Under §40-1509, Burns’ 1952 Repl., which provides:
“All disputes arising under this Act, if not settled by the agreement of the parties interested therein, with the approval of the Board, shall be determined by the Board,”
the Industrial Board had the power to determine which insurer, if either, was on the risk at the time of the death of the decedent, as the employee, employer and insurance carrier are all within the purview of the foregoing Act which we have many times stated should be liberally construed to promote the ends intended to be secured by its enactment. Bituminous Casualty Corp. v. Rorres etc. et al. (1956), (T. D. 1956), 127 Ind. App. 4, 135 N. E. 2d 523.
Also, §40-1605, Burns’, paragraph (f), which was in force and effect at the time the decedent met his death, provides, in part:
“All claims for compensation . . . may be made directly against either the employer or the insurer or both, and the award of the industrial board may be made against either the employer or the insurer or both.”
*494The question of which insurer was on the risk at the time of the death of the decedent was placed squarely before the Industrial Board by Form #10, the answer thereto and Item Three of the stipulation of facts of the parties. The Board having the jurisdiction to make the award against either the employer or the insurer, or both, it would necessarily follow that they had the jurisdiction to determine, subject to review, the liabilities, if any, of the insurer.

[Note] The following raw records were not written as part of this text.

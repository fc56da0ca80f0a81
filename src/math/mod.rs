//! Mathematical utilities: simple regression, least squares, descriptive stats.

pub mod linregress;
pub mod ols;
pub mod stats;

pub use linregress::*;
pub use ols::*;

In conclusion, we are of the opinion that had the Industrial Board held otherwise, they would have made and rendered an unconscionable award, as we are unable to see how any liability could accrue on a contract for insurance that was non-existent between any other parties.
Judgment of the Industrial Board is affirmed, with the usual penalty.
Ax, J., Myers, C. J., Ryan, J., concur.
Note. — Reported in 166 N. E. 2d 132.